I have another book after that which I picked up from NetGalley and is the first lockdown novel I’ve read. I had slightly mixed feelings about it, but I did read it through and felt interested that I’d probably read an early if not the first example of this topic being novelised!

Lastly, a couple of Shiny New Books links to round off the year (I’m already reading my first one for 2021).

Claire Huston – “Art & Soul”

(30 August 2020 – ebook)

Becky is a life-fixer (not just a life-coach), knowing each client will loathe her for her interference at some point but love her at the end of the process. After having a baby and concentrating on being an invisible fixer at weddings, she’s getting back into the client work and pitches to irascible artist Charlie, in a creative and personal slump, who does not want to be fixed. Yes, of course there will be a spark there, but it’s an unconventional story and romance with just as much interest in the other characters – gallery owner Virgil and his scary assistant, Becky’s best friend, the rather uncompromising Ronnie, and Phoebe, Charlie’s daughter. Another unforgettable character is Becky’s son, Dylan, and I loved the way the other characters interacted with him.

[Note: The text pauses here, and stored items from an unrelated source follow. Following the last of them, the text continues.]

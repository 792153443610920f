//! Source list: the feeds to poll, in order.

use std::collections::HashSet;
use std::path::Path;

use tracing::warn;

use crate::Result;

/// Ordered list of feed URLs.
#[derive(Debug, Clone, Default, PartialEq, Eq)]
pub struct SourceList {
    urls: Vec<String>,
}

impl SourceList {
    /// Load the source list from a file. A missing or unreadable file is an error.
    pub fn load<P: AsRef<Path>>(path: P) -> Result<Self> {
        let content = std::fs::read_to_string(path.as_ref())?;
        Ok(Self::parse(&content))
    }

    /// Parse a newline-delimited list of URLs.
    ///
    /// Lines are trimmed; blank lines and `#` comments are skipped, and a URL
    /// listed twice is only polled once.
    pub fn parse(content: &str) -> Self {
        let mut seen = HashSet::new();
        let mut urls = Vec::new();

        for line in content.lines() {
            let url = line.trim();
            if url.is_empty() || url.starts_with('#') {
                continue;
            }
            if !seen.insert(url) {
                warn!("Duplicate source ignored: {}", url);
                continue;
            }
            urls.push(url.to_string());
        }

        Self { urls }
    }

    /// Number of sources.
    pub fn len(&self) -> usize {
        self.urls.len()
    }

    /// Whether there are no sources.
    pub fn is_empty(&self) -> bool {
        self.urls.is_empty()
    }

    /// Iterate over the URLs in order.
    pub fn iter(&self) -> impl Iterator<Item = &str> {
        self.urls.iter().map(String::as_str)
    }
}

impl<S: Into<String>> FromIterator<S> for SourceList {
    fn from_iter<I: IntoIterator<Item = S>>(iter: I) -> Self {
        Self {
            urls: iter.into_iter().map(Into::into).collect(),
        }
    }
}
use anyhow::{Error, Result, anyhow};
use dotenvy::dotenv;
use serde::Deserialize;

use crate::models::retry::RetryConfig;

#[derive(Clone, Deserialize, Debug)]
pub struct Config {
    pub rabbitmq_url: String,
    pub prepare_queue_name: String,
    pub data_queue_name: String,
    pub delay_queue_name: String,
    pub failed_queue_name: String,
    pub prefetch_count: u16,

    pub database_url: String,

    pub card_service_url: String,

    /// Scheduled visibility delay on dispatched triggers, letting the
    /// snapshot write settle before the downstream stage wakes up.
    #[serde(default = "default_send_delay_seconds")]
    pub send_delay_seconds: i64,

    #[serde(default = "default_max_retry_attempts")]
    pub max_retry_attempts: u32,

    #[serde(default = "default_retry_delay_ms")]
    pub initial_retry_delay_ms: u64,

    #[serde(default = "default_retry_delay_ms")]
    pub max_retry_delay_ms: u64,

    #[serde(default = "default_retry_backoff_multiplier")]
    pub retry_backoff_multiplier: u64,

    pub server_port: u16,
}

fn default_send_delay_seconds() -> i64 {
    30
}

fn default_max_retry_attempts() -> u32 {
    3
}

fn default_retry_delay_ms() -> u64 {
    5_000
}

fn default_retry_backoff_multiplier() -> u64 {
    1
}

impl Config {
    pub fn load() -> Result<Self, Error> {
        dotenv().ok();

        let config = envy::from_env::<Self>()
            .map_err(|_| anyhow!("Invalid or missing environmental variable"))?;
        Ok(config)
    }

    pub fn retry_config(&self) -> RetryConfig {
        RetryConfig {
            max_attempts: self.max_retry_attempts,
            initial_delay_ms: self.initial_retry_delay_ms,
            max_delay_ms: self.max_retry_delay_ms,
            backoff_multiplier: self.retry_backoff_multiplier,
        }
    }
}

While it’s a very modern romance, with Becky standing for no nonsense and Charlie cleaning and caring, and there are fun literary references scattered through as well as commentary on how we talk about art, what impressed me most was Claire’s control of her plot – while the central story is simple and understandable, there are machinations along the way and also strings of subplots that swirl around the main action, all handled absolutely impeccably and in an assured way that is surprising in a first novel. Bravo for that! A thoroughly enjoyable read that will keep you on your toes.

And no, I didn’t spot the E.M. Forster reference, which I had forgotten about until I revisited the email Claire sent me!

Thank you to the author for sending me a copy of the book in return for an honest review.

Chloe James – “Love in Lockdown”

(03 November 2020 – NetGalley)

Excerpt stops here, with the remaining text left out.